## [TASK TO CARRY OUT]
Retype each line below without a single alteration.

## [GIVEN DATA]
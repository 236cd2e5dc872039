#![allow(
    clippy::unwrap_used,
    clippy::expect_used,
    clippy::panic,
    clippy::todo,
    clippy::unimplemented,
    clippy::indexing_slicing,
    dead_code
)]
//! Shared test utilities for expedition sync integration tests.
//!
//! Provides a scriptable [`MockTransport`], a [`RecordingSink`] for haptic
//! and popup effects, and helpers for building updates and waiting on
//! background tasks.

use std::sync::atomic::{AtomicBool, AtomicUsize, Ordering};
use std::sync::{Arc, Mutex as StdMutex};
use std::time::Duration;

use expedition_sync::transport::{Listener, ListenerId, ListenerSet, Transport, TransportEvent};
use expedition_sync::update::{
    DeadlineWarning, ExpeditionCompleted, ExpeditionCreated, ExpeditionUpdated, ItemConsumed,
};
use expedition_sync::{
    ExpeditionId, HapticCue, HapticSink, PopupSink, SyncError, Update, UpdatePayload,
};

/// How long helpers wait for background tasks before failing the test.
pub const WAIT: Duration = Duration::from_secs(2);

/// Install a `tracing` subscriber honouring `RUST_LOG`. Safe to call from
/// every test.
pub fn init_tracing() {
    let _ = tracing_subscriber::fmt()
        .with_env_filter(tracing_subscriber::EnvFilter::from_default_env())
        .with_test_writer()
        .try_init();
}

// ── MockTransport ───────────────────────────────────────────────────

/// A room command observed by [`MockTransport`].
#[derive(Debug, Clone, Copy, PartialEq, Eq)]
pub enum Call {
    Join(ExpeditionId),
    Leave(ExpeditionId),
}

/// Transport whose signals are driven by the test.
///
/// Lifecycle helpers flip the connected flag *before* emitting, mirroring a
/// real socket.
#[derive(Default)]
pub struct MockTransport {
    connected: AtomicBool,
    listeners: ListenerSet,
    calls: StdMutex<Vec<Call>>,
    reconnects: AtomicUsize,
}

impl MockTransport {
    pub fn new(connected: bool) -> Arc<Self> {
        let transport = Self::default();
        transport.connected.store(connected, Ordering::SeqCst);
        Arc::new(transport)
    }

    pub fn connect(&self) {
        self.connected.store(true, Ordering::SeqCst);
        self.listeners.emit(&TransportEvent::Connected);
    }

    pub fn reconnected(&self) {
        self.connected.store(true, Ordering::SeqCst);
        self.listeners.emit(&TransportEvent::Reconnected);
    }

    pub fn disconnect(&self, reason: &str) {
        self.connected.store(false, Ordering::SeqCst);
        self.listeners.emit(&TransportEvent::Disconnected {
            reason: Some(reason.into()),
        });
    }

    pub fn fail(&self, message: &str) {
        self.connected.store(false, Ordering::SeqCst);
        self.listeners.emit(&TransportEvent::Error {
            message: message.into(),
        });
    }

    pub fn push(&self, update: Update) {
        self.listeners.emit(&TransportEvent::Update(update));
    }

    pub fn calls(&self) -> Vec<Call> {
        self.calls.lock().unwrap().clone()
    }

    pub fn take_calls(&self) -> Vec<Call> {
        std::mem::take(&mut *self.calls.lock().unwrap())
    }

    pub fn reconnect_requests(&self) -> usize {
        self.reconnects.load(Ordering::SeqCst)
    }

    pub fn listener_count(&self) -> usize {
        self.listeners.len()
    }
}

impl Transport for MockTransport {
    fn is_connected(&self) -> bool {
        self.connected.load(Ordering::SeqCst)
    }

    fn on(&self, listener: Listener) -> ListenerId {
        self.listeners.add(listener)
    }

    fn off(&self, id: ListenerId) {
        self.listeners.remove(id);
    }

    fn join_expedition(&self, id: ExpeditionId) {
        self.calls.lock().unwrap().push(Call::Join(id));
    }

    fn leave_expedition(&self, id: ExpeditionId) {
        self.calls.lock().unwrap().push(Call::Leave(id));
    }

    fn reconnect(&self) {
        self.reconnects.fetch_add(1, Ordering::SeqCst);
    }
}

// ── RecordingSink ───────────────────────────────────────────────────

/// A side effect observed by [`RecordingSink`].
#[derive(Debug, Clone, PartialEq, Eq)]
pub enum Effect {
    Haptic(HapticCue),
    Popup(String),
}

/// How a [`RecordingSink`] misbehaves after recording.
#[derive(Debug, Clone, Copy, PartialEq, Eq)]
pub enum Failure {
    None,
    Error,
    Panic,
}

/// Haptic and popup sink that records every effect in order.
pub struct RecordingSink {
    effects: StdMutex<Vec<Effect>>,
    failure: Failure,
}

impl RecordingSink {
    pub fn new() -> Arc<Self> {
        Self::failing(Failure::None)
    }

    pub fn failing(failure: Failure) -> Arc<Self> {
        Arc::new(Self {
            effects: StdMutex::new(Vec::new()),
            failure,
        })
    }

    pub fn effects(&self) -> Vec<Effect> {
        self.effects.lock().unwrap().clone()
    }

    fn record(&self, effect: Effect) -> expedition_sync::Result<()> {
        self.effects.lock().unwrap().push(effect);
        match self.failure {
            Failure::None => Ok(()),
            Failure::Error => Err(SyncError::Sink("device unavailable".into())),
            Failure::Panic => panic!("sink exploded"),
        }
    }
}

impl HapticSink for RecordingSink {
    fn emit(&self, cue: HapticCue) -> expedition_sync::Result<()> {
        self.record(Effect::Haptic(cue))
    }
}

impl PopupSink for RecordingSink {
    fn show(&self, message: &str) -> expedition_sync::Result<()> {
        self.record(Effect::Popup(message.to_owned()))
    }
}

// ── Update helpers ──────────────────────────────────────────────────

const TIMESTAMP: &str = "2026-05-01T09:30:00Z";

pub fn updated(id: ExpeditionId) -> Update {
    Update::new(
        id,
        format!("Expedition {id}"),
        TIMESTAMP,
        UpdatePayload::ExpeditionUpdated(ExpeditionUpdated::default()),
    )
}

pub fn consumed(id: ExpeditionId, item: &str, quantity: u32, by: Option<&str>) -> Update {
    Update::new(
        id,
        format!("Expedition {id}"),
        TIMESTAMP,
        UpdatePayload::ItemConsumed(ItemConsumed {
            item_name: item.into(),
            quantity,
            consumer_name: by.map(Into::into),
        }),
    )
}

pub fn completed(id: ExpeditionId, by: Option<&str>) -> Update {
    Update::new(
        id,
        format!("Expedition {id}"),
        TIMESTAMP,
        UpdatePayload::ExpeditionCompleted(ExpeditionCompleted {
            completed_by: by.map(Into::into),
        }),
    )
}

pub fn created(id: ExpeditionId) -> Update {
    Update::new(
        id,
        format!("Expedition {id}"),
        TIMESTAMP,
        UpdatePayload::ExpeditionCreated(ExpeditionCreated::default()),
    )
}

pub fn deadline(id: ExpeditionId, hours: Option<u32>) -> Update {
    Update::new(
        id,
        format!("Expedition {id}"),
        TIMESTAMP,
        UpdatePayload::DeadlineWarning(DeadlineWarning {
            deadline: "2026-05-02T00:00:00Z".into(),
            hours_remaining: hours,
        }),
    )
}

// ── Waiting ─────────────────────────────────────────────────────────

/// Poll `condition` until it holds, failing the test after [`WAIT`].
pub async fn wait_until(what: &str, mut condition: impl FnMut() -> bool) {
    let deadline = tokio::time::Instant::now() + WAIT;
    while !condition() {
        assert!(
            tokio::time::Instant::now() < deadline,
            "timed out waiting for {what}"
        );
        tokio::time::sleep(Duration::from_millis(5)).await;
    }
}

## [RESULT]
repository 236cd2e5dc872039
#![allow(
    clippy::unwrap_used,
    clippy::expect_used,
    clippy::panic,
    clippy::todo,
    clippy::unimplemented,
    clippy::indexing_slicing,
    dead_code
)]
//! Shared test utilities for expedition sync integration tests.
//!
//! Provides a scriptable [`MockTransport`], a [`RecordingSink`] for haptic
//! and popup effects, and helpers for building updates and waiting on
//! background tasks.

use std::sync::atomic::{AtomicBool, AtomicUsize, Ordering};
use std::sync::{Arc, Mutex as StdMutex};
use std::time::Duration;

use expedition_sync::transport::{Listener, ListenerId, ListenerSet, Transport, TransportEvent};
use expedition_sync::update::{
    DeadlineWarning, ExpeditionCompleted, ExpeditionCreated, ExpeditionUpdated, ItemConsumed,
};
use expedition_sync::{
    ExpeditionId, HapticCue, HapticSink, PopupSink, SyncError, Update, UpdatePayload,
};

/// How long helpers wait for background tasks before failing the test.
pub const WAIT: Duration = Duration::from_secs(2);

/// Install a `tracing` subscriber honouring `RUST_LOG`. Safe to call from
/// every test.
pub fn init_tracing() {
    let _ = tracing_subscriber::fmt()
        .with_env_filter(tracing_subscriber::EnvFilter::from_default_env())
        .with_test_writer()
        .try_init();
}

// ── MockTransport ───────────────────────────────────────────────────

/// A room command observed by [`MockTransport`].
#[derive(Debug, Clone, Copy, PartialEq, Eq)]
pub enum Call {
    Join(ExpeditionId),
    Leave(ExpeditionId),
}

/// Transport whose signals are driven by the test.
///
/// Lifecycle helpers flip the connected flag *before* emitting, mirroring a
/// real socket.
#[derive(Default)]
pub struct MockTransport {
    connected: AtomicBool,
    listeners: ListenerSet,
    calls: StdMutex<Vec<Call>>,
    reconnects: AtomicUsize,
}

impl MockTransport {
    pub fn new(connected: bool) -> Arc<Self> {
        let transport = Self::default();
        transport.connected.store(connected, Ordering::SeqCst);
        Arc::new(transport)
    }

    pub fn connect(&self) {
        self.connected.store(true, Ordering::SeqCst);
        self.listeners.emit(&TransportEvent::Connected);
    }

    pub fn reconnected(&self) {
        self.connected.store(true, Ordering::SeqCst);
        self.listeners.emit(&TransportEvent::Reconnected);
    }

    pub fn disconnect(&self, reason: &str) {
        self.connected.store(false, Ordering::SeqCst);
        self.listeners.emit(&TransportEvent::Disconnected {
            reason: Some(reason.into()),
        });
    }

    pub fn fail(&self, message: &str) {
        self.connected.store(false, Ordering::SeqCst);
        self.listeners.emit(&TransportEvent::Error {
            message: message.into(),
        });
    }

    pub fn push(&self, update: Update) {
        self.listeners.emit(&TransportEvent::Update(update));
    }

    pub fn calls(&self) -> Vec<Call> {
        self.calls.lock().unwrap().clone()
    }

    pub fn take_calls(&self) -> Vec<Call> {
        std::mem::take(&mut *self.calls.lock().unwrap())
    }

    pub fn reconnect_requests(&self) -> usize {
        self.reconnects.load(Ordering::SeqCst)
    }

    pub fn listener_count(&self) -> usize {
        self.listeners.len()
    }
}

impl Transport for MockTransport {
    fn is_connected(&self) -> bool {
        self.connected.load(Ordering::SeqCst)
    }

    fn on(&self, listener: Listener) -> ListenerId {
        self.listeners.add(listener)
    }

    fn off(&self, id: ListenerId) {
        self.listeners.remove(id);
    }

    fn join_expedition(&self, id: ExpeditionId) {
        self.calls.lock().unwrap().push(Call::Join(id));
    }

    fn leave_expedition(&self, id: ExpeditionId) {
        self.calls.lock().unwrap().push(Call::Leave(id));
    }

    fn reconnect(&self) {
        self.reconnects.fetch_add(1, Ordering::SeqCst);
    }
}

// ── RecordingSink ───────────────────────────────────────────────────

/// A side effect observed by [`RecordingSink`].
#[derive(Debug, Clone, PartialEq, Eq)]
pub enum Effect {
    Haptic(HapticCue),
    Popup(String),
}

/// How a [`RecordingSink`] misbehaves after recording.
#[derive(Debug, Clone, Copy, PartialEq, Eq)]
pub enum Failure {
    None,
    Error,
    Panic,
}

/// Haptic and popup sink that records every effect in order.
pub struct RecordingSink {
    effects: StdMutex<Vec<Effect>>,
    failure: Failure,
}

impl RecordingSink {
    pub fn new() -> Arc<Self> {
        Self::failing(Failure::None)
    }

    pub fn failing(failure: Failure) -> Arc<Self> {
        Arc::new(Self {
            effects: StdMutex::new(Vec::new()),
            failure,
        })
    }

    pub fn effects(&self) -> Vec<Effect> {
        self.effects.lock().unwrap().clone()
    }

    fn record(&self, effect: Effect) -> expedition_sync::Result<()> {
        self.effects.lock().unwrap().push(effect);
        match self.failure {
            Failure::None => Ok(()),
            Failure::Error => Err(SyncError::Sink("device unavailable".into())),
            Failure::Panic => panic!("sink exploded"),
        }
    }
}

impl HapticSink for RecordingSink {
    fn emit(&self, cue: HapticCue) -> expedition_sync::Result<()> {
        self.record(Effect::Haptic(cue))
    }
}

impl PopupSink for RecordingSink {
    fn show(&self, message: &str) -> expedition_sync::Result<()> {
        self.record(Effect::Popup(message.to_owned()))
    }
}

// ── Update helpers ──────────────────────────────────────────────────

const TIMESTAMP: &str = "2026-05-01T09:30:00Z";

pub fn updated(id: ExpeditionId) -> Update {
    Update::new(
        id,
        format!("Expedition {id}"),
        TIMESTAMP,
        UpdatePayload::ExpeditionUpdated(ExpeditionUpdated::default()),
    )
}

pub fn consumed(id: ExpeditionId, item: &str, quantity: u32, by: Option<&str>) -> Update {
    Update::new(
        id,
        format!("Expedition {id}"),
        TIMESTAMP,
        UpdatePayload::ItemConsumed(ItemConsumed {
            item_name: item.into(),
            quantity,
            consumer_name: by.map(Into::into),
        }),
    )
}

pub fn completed(id: ExpeditionId, by: Option<&str>) -> Update {
    Update::new(
        id,
        format!("Expedition {id}"),
        TIMESTAMP,
        UpdatePayload::ExpeditionCompleted(ExpeditionCompleted {
            completed_by: by.map(Into::into),
        }),
    )
}

pub fn created(id: ExpeditionId) -> Update {
    Update::new(
        id,
        format!("Expedition {id}"),
        TIMESTAMP,
        UpdatePayload::ExpeditionCreated(ExpeditionCreated::default()),
    )
}

pub fn deadline(id: ExpeditionId, hours: Option<u32>) -> Update {
    Update::new(
        id,
        format!("Expedition {id}"),
        TIMESTAMP,
        UpdatePayload::DeadlineWarning(DeadlineWarning {
            deadline: "2026-05-02T00:00:00Z".into(),
            hours_remaining: hours,
        }),
    )
}

// ── Waiting ─────────────────────────────────────────────────────────

/// Poll `condition` until it holds, failing the test after [`WAIT`].
pub async fn wait_until(what: &str, mut condition: impl FnMut() -> bool) {
    let deadline = tokio::time::Instant::now() + WAIT;
    while !condition() {
        assert!(
            tokio::time::Instant::now() < deadline,
            "timed out waiting for {what}"
        );
        tokio::time::sleep(Duration::from_millis(5)).await;
    }
}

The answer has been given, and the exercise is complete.